Extracted data entries:
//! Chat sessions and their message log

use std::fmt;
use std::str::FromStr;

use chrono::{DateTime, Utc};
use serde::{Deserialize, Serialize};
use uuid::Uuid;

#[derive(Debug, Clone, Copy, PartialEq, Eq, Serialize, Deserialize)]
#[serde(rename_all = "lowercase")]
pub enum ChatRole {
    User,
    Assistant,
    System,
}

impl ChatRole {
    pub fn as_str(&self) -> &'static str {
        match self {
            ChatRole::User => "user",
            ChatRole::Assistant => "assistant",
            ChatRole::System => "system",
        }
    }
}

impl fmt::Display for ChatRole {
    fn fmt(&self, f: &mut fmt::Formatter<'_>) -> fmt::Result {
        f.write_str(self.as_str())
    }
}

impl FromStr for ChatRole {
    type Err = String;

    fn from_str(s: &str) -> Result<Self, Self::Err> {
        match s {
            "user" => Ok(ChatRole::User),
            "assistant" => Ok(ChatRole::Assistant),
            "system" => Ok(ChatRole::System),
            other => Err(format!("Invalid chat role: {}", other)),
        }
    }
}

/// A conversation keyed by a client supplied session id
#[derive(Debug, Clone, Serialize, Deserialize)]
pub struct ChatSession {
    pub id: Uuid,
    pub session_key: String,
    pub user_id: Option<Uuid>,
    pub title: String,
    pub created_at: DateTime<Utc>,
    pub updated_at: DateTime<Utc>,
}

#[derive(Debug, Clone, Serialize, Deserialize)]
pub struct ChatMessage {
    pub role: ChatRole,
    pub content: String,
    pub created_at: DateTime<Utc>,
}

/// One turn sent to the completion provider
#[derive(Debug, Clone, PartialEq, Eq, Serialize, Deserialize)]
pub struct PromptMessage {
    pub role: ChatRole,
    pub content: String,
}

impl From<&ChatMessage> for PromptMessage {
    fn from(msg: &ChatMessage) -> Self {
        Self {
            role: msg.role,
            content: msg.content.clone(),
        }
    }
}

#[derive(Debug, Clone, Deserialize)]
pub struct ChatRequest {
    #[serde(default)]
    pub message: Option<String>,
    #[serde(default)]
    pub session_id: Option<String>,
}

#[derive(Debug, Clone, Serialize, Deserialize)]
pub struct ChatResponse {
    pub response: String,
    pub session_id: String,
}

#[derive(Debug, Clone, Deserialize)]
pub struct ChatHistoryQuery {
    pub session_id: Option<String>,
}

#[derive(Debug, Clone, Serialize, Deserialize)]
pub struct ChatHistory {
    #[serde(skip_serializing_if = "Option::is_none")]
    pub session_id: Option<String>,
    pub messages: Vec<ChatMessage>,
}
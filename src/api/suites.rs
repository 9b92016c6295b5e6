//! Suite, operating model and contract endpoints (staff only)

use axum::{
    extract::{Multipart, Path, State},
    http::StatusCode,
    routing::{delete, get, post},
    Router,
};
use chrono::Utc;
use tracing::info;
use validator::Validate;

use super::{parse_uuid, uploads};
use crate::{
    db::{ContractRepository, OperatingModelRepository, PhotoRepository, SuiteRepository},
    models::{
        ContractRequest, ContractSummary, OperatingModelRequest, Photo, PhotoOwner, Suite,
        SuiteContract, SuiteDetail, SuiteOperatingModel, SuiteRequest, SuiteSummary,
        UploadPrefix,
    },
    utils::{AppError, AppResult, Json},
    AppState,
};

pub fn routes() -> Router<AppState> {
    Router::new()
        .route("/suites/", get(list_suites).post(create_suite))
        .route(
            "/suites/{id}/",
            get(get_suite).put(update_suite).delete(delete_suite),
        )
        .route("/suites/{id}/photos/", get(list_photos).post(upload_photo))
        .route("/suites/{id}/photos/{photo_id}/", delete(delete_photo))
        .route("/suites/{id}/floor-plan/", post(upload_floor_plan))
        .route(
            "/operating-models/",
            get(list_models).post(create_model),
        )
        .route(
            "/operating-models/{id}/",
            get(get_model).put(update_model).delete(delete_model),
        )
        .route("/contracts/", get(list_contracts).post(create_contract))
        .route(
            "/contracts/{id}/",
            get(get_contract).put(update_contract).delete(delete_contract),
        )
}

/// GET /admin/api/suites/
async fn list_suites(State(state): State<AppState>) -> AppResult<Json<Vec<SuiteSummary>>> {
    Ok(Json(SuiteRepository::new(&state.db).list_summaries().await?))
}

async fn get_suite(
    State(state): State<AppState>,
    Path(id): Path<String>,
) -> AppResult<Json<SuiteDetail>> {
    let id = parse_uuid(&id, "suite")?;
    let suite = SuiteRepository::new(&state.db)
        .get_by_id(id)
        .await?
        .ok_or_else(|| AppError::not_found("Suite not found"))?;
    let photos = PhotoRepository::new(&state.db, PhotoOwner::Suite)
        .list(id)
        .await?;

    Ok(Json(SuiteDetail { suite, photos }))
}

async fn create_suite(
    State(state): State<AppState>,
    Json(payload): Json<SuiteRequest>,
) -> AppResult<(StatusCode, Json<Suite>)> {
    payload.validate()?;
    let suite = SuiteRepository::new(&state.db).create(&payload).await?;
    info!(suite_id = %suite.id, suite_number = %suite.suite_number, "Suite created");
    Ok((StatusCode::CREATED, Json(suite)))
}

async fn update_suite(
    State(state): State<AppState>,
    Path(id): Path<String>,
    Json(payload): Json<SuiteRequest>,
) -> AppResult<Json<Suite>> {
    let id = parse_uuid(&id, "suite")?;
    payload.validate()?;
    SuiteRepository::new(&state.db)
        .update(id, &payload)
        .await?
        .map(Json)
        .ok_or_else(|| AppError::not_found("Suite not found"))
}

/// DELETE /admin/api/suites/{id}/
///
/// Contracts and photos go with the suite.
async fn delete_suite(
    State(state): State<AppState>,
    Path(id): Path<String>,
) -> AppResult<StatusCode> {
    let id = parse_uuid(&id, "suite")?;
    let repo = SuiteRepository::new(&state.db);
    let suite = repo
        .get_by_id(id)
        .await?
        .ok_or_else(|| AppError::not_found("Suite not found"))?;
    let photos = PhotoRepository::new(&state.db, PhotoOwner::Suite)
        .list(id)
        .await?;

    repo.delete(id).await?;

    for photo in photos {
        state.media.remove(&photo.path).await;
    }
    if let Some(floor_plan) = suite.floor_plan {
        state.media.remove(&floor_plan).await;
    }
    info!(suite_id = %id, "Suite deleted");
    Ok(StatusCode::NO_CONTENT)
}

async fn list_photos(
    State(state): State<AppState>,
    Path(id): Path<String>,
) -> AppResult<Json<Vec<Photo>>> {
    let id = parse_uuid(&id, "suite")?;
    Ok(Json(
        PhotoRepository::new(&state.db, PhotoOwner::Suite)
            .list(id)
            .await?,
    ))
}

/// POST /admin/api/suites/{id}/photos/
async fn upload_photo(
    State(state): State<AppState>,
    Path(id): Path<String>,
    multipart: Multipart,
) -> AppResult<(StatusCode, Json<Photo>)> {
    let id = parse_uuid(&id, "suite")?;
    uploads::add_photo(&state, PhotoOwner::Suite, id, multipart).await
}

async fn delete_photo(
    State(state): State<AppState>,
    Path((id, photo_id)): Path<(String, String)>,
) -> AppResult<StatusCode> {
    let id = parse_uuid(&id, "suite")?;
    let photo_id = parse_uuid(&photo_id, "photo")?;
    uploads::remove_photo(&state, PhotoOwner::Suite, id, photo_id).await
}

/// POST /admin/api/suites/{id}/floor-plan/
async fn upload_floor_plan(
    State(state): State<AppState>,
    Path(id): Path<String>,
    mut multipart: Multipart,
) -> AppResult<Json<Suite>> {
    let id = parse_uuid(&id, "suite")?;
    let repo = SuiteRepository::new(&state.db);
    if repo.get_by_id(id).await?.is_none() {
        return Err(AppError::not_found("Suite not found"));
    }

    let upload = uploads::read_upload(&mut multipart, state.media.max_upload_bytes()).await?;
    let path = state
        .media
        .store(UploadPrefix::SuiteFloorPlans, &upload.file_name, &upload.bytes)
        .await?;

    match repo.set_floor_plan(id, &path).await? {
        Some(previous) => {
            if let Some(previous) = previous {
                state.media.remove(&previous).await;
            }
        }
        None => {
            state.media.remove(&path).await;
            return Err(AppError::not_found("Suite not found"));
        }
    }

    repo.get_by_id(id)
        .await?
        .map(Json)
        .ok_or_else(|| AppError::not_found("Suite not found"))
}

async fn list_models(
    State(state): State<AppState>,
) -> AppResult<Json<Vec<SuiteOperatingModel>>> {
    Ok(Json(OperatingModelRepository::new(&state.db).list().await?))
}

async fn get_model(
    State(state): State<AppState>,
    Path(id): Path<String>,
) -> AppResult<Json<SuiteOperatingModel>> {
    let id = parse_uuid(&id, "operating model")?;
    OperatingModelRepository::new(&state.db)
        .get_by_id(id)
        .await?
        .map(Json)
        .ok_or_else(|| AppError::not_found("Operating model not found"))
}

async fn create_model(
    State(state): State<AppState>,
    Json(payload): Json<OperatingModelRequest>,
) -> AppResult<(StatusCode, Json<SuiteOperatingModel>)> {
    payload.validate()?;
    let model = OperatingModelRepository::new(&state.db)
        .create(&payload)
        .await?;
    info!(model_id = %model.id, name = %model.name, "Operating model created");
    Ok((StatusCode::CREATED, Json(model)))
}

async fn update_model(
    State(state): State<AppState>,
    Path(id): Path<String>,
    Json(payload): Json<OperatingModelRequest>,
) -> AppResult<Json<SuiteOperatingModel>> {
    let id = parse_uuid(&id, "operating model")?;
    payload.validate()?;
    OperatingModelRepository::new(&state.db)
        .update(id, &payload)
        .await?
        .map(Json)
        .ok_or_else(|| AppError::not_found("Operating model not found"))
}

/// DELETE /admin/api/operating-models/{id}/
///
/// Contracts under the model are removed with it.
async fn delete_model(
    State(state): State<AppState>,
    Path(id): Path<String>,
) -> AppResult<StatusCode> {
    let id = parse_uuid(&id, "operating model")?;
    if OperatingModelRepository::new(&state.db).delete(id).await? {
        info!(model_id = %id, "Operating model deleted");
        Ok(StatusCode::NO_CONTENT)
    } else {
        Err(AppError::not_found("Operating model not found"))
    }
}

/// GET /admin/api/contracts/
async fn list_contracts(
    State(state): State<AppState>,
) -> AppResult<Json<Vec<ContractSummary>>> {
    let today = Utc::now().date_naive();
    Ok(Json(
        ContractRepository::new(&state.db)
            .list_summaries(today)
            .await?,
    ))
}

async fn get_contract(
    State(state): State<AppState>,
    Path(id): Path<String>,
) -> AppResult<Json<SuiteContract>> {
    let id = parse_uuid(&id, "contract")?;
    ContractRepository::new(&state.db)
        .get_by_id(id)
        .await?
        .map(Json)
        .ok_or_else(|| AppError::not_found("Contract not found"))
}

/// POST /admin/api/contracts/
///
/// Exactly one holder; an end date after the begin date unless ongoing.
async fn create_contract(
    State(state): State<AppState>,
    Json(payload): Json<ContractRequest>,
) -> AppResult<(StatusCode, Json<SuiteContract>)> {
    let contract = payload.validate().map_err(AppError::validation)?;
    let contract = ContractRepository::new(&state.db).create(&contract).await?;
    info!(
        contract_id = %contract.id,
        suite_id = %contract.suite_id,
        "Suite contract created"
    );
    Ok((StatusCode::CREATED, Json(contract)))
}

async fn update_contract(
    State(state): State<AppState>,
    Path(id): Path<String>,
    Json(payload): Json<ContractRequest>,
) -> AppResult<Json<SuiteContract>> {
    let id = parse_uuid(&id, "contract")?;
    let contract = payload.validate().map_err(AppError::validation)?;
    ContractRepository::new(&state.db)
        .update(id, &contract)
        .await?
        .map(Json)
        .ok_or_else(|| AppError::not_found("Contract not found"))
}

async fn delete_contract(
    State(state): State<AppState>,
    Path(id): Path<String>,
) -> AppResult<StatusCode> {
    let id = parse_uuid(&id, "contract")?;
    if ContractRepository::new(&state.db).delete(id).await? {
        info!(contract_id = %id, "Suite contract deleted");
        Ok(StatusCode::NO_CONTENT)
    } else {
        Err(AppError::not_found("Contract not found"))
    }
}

Problem statement:
Sift the data above for lines with "ContractRepository", then copy each one.

Problem solution:
    db::{ContractRepository, OperatingModelRepository, PhotoRepository, SuiteRepository},
        ContractRepository::new(&state.db)
    ContractRepository::new(&state.db)
    let contract = ContractRepository::new(&state.db).create(&contract).await?;
    ContractRepository::new(&state.db)
    if ContractRepository::new(&state.db).delete(id).await? {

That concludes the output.